Most recently, Sen. Murray was seen speaking on the Senate floor in favor of extending the tax cut for the middle class and cancelling the cut for the wealthy.

Here's an excerpt:

This should be a no-brainer. Democrats don’t want taxes on middle class families to go up. And Republicans claim they want that too—they also say they want these tax cuts extended.

So Mr. President, this should be easy—when 100 senators agree on a policy, we should be able to pass a bill. But unfortunately, Republicans aren’t focused on the 98% we agree on—they are preoccupied with the 2% we don’t.

And they are prepared to take our country over the edge and into the New Year in an effort to prevent millionaires and billionaires from paying a penny more in taxes. Republicans are so opposed to having the wealthiest pay the very same rate they were paying during the Clinton years—that if they can’t force through more tax cuts for the rich—they would prefer taxes to go up on every middle class family.

They want 98% of workers to pay the price if millionaires are asked to pay a penny more. This is an unbelievable, deeply cynical position to take. And it just doesn’t make any sense. Mr. President—we have a fundamental difference of opinion between the two parties about the Bush tax cuts for the wealthiest Americans that have added trillions of dollars to the deficit and debt.
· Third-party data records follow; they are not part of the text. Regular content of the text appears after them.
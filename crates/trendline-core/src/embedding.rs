//! Embedding provider metadata trait and vector utilities.
//!
//! Defines the [`EmbeddingProvider`] trait that every embedding backend
//! implements, plus pure helpers for vector blob encoding (used by the
//! embedding cache) and cosine similarity (used by the clustering quality
//! analyzer).
//!
//! Concrete providers (the HTTP embedder) live in the `trendline` app
//! crate.

/// Metadata every embedding backend exposes.
///
/// The model name is part of the embedding cache key, so two providers
/// that report the same name must produce the same vectors.
pub trait EmbeddingProvider: Send + Sync {
    /// Returns the model identifier (e.g. `"text-embedding-3-small"`).
    fn model_name(&self) -> &str;
    /// Returns the embedding vector dimensionality (e.g. `1536`).
    fn dims(&self) -> usize;
}

/// Encode a float vector as a BLOB (little-endian f32 bytes).
///
/// # Example
///
/// ```rust
/// use trendline_core::embedding::{vec_to_blob, blob_to_vec};
///
/// let v = vec![1.0f32, -2.5, 3.125];
/// let blob = vec_to_blob(&v);
/// assert_eq!(blob.len(), 12); // 3 × 4 bytes
/// assert_eq!(blob_to_vec(&blob), v);
/// ```
pub fn vec_to_blob(vec: &[f32]) -> Vec<u8> {
    let mut bytes = Vec::with_capacity(vec.len() * 4);
    for &v in vec {
        bytes.extend_from_slice(&v.to_le_bytes());
    }
    bytes
}

/// Decode a BLOB back into a float vector.
///
/// Trailing bytes that do not form a whole `f32` are ignored.
pub fn blob_to_vec(blob: &[u8]) -> Vec<f32> {
    blob.chunks_exact(4)
        .map(|chunk| f32::from_le_bytes([chunk[0], chunk[1], chunk[2], chunk[3]]))
        .collect()
}

/// Euclidean norm, accumulated in `f64`.
pub fn l2_norm(v: &[f32]) -> f64 {
    v.iter()
        .map(|&x| f64::from(x) * f64::from(x))
        .sum::<f64>()
        .sqrt()
}

/// Compute cosine similarity between two embedding vectors.
///
/// Returns a value in `[-1.0, 1.0]`:
/// - `1.0` = identical direction
/// - `0.0` = orthogonal (unrelated)
/// - `-1.0` = opposite direction
///
/// Returns `0.0` for empty vectors, vectors of different lengths, or a
/// zero vector. Accumulates in `f64` and clamps rounding overshoot.
pub fn cosine_similarity(a: &[f32], b: &[f32]) -> f64 {
    if a.len() != b.len() || a.is_empty() {
        return 0.0;
    }

    let mut dot = 0.0f64;
    let mut norm_a = 0.0f64;
    let mut norm_b = 0.0f64;

    for (&x, &y) in a.iter().zip(b.iter()) {
        let (x, y) = (f64::from(x), f64::from(y));
        dot += x * y;
        norm_a += x * x;
        norm_b += y * y;
    }

    let denom = norm_a.sqrt() * norm_b.sqrt();
    if denom < f64::EPSILON {
        return 0.0;
    }

    (dot / denom).clamp(-1.0, 1.0)
}

#[cfg(test)]
mod tests {
    use super::*;

    #[test]
    fn test_vec_blob_roundtrip() {
        let vec = vec![1.0f32, -2.5, 3.125, 0.0, -0.001];
        let blob = vec_to_blob(&vec);
        let restored = blob_to_vec(&blob);
        assert_eq!(vec, restored);
    }

    #[test]
    fn test_blob_ignores_trailing_bytes() {
        let mut blob = vec_to_blob(&[1.0, 2.0]);
        blob.push(0xff);
        assert_eq!(blob_to_vec(&blob), vec![1.0, 2.0]);
    }

    #[test]
    fn test_cosine_identical() {
        let v = vec![1.0, 2.0, 3.0];
        let sim = cosine_similarity(&v, &v);
        assert!((sim - 1.0).abs() < 1e-9);
    }

    #[test]
    fn test_cosine_scale_invariant() {
        let a = vec![1.0, 2.0, 3.0];
        let b = vec![10.0, 20.0, 30.0];
        assert!((cosine_similarity(&a, &b) - 1.0).abs() < 1e-9);
    }

    #[test]
    fn test_cosine_orthogonal() {
        let a = vec![1.0, 0.0, 0.0];
        let b = vec![0.0, 1.0, 0.0];
        let sim = cosine_similarity(&a, &b);
        assert!(sim.abs() < 1e-9);
    }

    #[test]
    fn test_cosine_opposite() {
        let a = vec![1.0, 0.0];
        let b = vec![-1.0, 0.0];
        let sim = cosine_similarity(&a, &b);
        assert!((sim + 1.0).abs() < 1e-9);
    }

    #[test]
    fn test_cosine_empty() {
        assert_eq!(cosine_similarity(&[], &[]), 0.0);
    }

    #[test]
    fn test_cosine_different_lengths() {
        let a = vec![1.0, 2.0];
        let b = vec![1.0];
        assert_eq!(cosine_similarity(&a, &b), 0.0);
    }

    #[test]
    fn test_l2_norm() {
        assert!((l2_norm(&[3.0, 4.0]) - 5.0).abs() < 1e-12);
        assert_eq!(l2_norm(&[0.0, 0.0]), 0.0);
    }
}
I’m not asking Republicans to set aside their values—it’s clear they are deeply committed to putting more money in the pockets of the rich. All I am saying—all Democrats are saying—is we shouldn’t let this disagreement on tax cuts for the rich cause taxes to go up for the middle class.

We can certainly have a real debate about the merits of extending tax cuts for millionaires and billionaires—I am confident Republicans are ready to stand here on the floor and make their case, and I am prepared to make mine.

Murray went on to offer a preemptive strike on the Republicans' talking point that the cuts need to be extended for those making over $250,000 to protect small businesses. Murray quotes a parade of small business owners who support raising taxes on those making over $250,000, saying that the GOP is "out of touch with the economic reality of the majority of small business owners in this country."

The Washington Post definitively debunked the small business argument explaining: "If, as proposed, the Bush tax cuts are allowed to expire for the highest earners, the vast majority of small businesses will be unaffected. Less than 2 percent of tax returns reporting small-business income are filed by taxpayers in the top two income brackets -- individuals earning more than about $170,000 a year and families earning more than about $210,000 a year."

This explains Murray's opening line: “Mr. President, I come to the floor today to urge my colleagues to support the extension of tax cuts for 98 percent of workers and 97 percent of small business owners."

Here's her Jolt-worthy speech:

By the way, the Senate bill also extends average-Joe tax credits such as the child tax credit and the earned income tax credit. The failed Republican alternative bill extended the Bush tax cuts for both the middle class and the wealthy—and it left out bonuses such as the child tax credit and the earned income tax credit.